(Dataset entries)
---+---
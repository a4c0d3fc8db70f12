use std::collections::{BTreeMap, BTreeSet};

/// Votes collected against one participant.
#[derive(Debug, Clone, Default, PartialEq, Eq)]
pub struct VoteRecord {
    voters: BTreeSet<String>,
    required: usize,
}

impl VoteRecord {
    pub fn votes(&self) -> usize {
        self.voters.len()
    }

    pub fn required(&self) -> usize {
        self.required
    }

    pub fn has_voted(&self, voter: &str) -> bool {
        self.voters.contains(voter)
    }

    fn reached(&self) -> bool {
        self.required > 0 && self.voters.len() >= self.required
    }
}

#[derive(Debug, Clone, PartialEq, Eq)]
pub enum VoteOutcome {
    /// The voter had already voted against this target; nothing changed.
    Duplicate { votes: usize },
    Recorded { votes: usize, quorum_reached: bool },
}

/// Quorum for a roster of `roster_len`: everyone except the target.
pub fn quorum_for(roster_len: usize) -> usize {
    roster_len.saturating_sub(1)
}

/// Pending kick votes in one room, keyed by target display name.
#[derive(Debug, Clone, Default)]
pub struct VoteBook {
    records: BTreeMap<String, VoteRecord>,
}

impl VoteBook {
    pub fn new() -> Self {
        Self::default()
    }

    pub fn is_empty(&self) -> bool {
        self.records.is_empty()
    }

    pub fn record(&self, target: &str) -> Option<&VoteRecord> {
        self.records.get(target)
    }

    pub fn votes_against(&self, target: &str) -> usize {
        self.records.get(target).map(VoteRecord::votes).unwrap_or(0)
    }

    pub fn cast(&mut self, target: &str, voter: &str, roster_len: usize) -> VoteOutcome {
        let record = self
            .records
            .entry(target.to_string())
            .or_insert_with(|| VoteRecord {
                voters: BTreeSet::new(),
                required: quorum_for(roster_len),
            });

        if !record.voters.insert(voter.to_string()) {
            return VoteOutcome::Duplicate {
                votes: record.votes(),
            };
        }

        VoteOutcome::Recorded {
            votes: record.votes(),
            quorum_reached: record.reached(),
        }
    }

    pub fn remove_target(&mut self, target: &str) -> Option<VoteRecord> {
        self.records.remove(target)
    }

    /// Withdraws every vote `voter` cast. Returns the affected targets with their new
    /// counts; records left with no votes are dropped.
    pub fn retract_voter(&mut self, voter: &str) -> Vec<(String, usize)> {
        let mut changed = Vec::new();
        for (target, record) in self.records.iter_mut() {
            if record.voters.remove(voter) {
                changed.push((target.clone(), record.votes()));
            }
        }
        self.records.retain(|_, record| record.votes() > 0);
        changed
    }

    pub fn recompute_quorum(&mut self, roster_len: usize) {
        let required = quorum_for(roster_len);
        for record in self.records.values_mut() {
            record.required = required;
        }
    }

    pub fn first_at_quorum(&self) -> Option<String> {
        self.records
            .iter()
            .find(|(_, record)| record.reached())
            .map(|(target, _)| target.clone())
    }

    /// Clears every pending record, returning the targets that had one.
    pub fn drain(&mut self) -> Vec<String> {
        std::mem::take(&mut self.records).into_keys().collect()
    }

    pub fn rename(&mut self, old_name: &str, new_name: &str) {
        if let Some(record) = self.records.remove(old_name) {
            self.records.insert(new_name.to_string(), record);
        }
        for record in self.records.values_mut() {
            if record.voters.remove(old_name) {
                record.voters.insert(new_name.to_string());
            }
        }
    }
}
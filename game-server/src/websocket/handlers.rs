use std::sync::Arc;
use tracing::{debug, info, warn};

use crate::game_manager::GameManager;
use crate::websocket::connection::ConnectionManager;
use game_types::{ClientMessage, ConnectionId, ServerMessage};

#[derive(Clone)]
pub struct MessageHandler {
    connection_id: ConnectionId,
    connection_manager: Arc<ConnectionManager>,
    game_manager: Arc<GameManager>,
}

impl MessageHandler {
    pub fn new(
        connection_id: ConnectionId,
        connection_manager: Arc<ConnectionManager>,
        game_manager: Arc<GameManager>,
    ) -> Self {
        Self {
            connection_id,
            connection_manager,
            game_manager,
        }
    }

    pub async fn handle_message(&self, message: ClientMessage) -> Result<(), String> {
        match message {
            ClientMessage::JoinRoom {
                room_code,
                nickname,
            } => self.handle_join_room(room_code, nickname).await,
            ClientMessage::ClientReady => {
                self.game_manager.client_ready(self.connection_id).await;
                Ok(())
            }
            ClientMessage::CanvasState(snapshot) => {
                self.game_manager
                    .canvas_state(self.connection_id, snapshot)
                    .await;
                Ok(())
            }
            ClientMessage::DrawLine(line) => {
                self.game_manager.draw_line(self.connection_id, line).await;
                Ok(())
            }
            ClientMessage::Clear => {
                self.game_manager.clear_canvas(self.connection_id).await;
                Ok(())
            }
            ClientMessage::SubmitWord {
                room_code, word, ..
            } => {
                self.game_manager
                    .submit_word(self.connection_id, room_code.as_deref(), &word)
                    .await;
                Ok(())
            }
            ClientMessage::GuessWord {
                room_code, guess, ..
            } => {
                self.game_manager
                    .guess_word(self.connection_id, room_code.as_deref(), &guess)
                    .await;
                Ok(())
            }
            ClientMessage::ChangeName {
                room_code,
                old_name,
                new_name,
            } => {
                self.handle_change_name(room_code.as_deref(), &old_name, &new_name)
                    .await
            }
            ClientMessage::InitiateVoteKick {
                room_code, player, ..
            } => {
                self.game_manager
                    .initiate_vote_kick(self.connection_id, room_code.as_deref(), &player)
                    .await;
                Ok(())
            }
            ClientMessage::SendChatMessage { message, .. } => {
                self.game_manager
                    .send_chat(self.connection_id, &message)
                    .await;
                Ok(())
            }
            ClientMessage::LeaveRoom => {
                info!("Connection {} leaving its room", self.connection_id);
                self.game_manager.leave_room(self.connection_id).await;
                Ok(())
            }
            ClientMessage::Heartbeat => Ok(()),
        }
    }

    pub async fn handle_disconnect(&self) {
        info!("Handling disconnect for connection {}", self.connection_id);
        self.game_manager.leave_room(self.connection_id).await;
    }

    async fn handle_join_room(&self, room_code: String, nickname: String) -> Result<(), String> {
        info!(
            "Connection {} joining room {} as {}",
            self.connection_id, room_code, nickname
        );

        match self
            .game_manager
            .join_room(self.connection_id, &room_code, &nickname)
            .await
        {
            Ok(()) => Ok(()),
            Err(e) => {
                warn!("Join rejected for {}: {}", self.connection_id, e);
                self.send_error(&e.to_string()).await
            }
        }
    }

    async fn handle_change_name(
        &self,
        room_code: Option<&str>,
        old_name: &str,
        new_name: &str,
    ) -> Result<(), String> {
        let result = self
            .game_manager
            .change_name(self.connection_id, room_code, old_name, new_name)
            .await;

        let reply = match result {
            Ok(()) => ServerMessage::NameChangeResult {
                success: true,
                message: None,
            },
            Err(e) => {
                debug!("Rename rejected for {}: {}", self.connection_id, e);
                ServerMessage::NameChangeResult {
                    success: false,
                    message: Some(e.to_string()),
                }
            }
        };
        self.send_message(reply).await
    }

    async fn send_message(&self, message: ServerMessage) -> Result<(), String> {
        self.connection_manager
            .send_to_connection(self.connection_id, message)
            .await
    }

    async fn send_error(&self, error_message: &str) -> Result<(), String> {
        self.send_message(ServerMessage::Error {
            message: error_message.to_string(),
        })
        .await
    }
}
---+---
- **WHAT THE TASK ASKS**:
Check each line in the data for the word "PartialEq", then report only how many lines contain it.

- **SOLUTION**:
2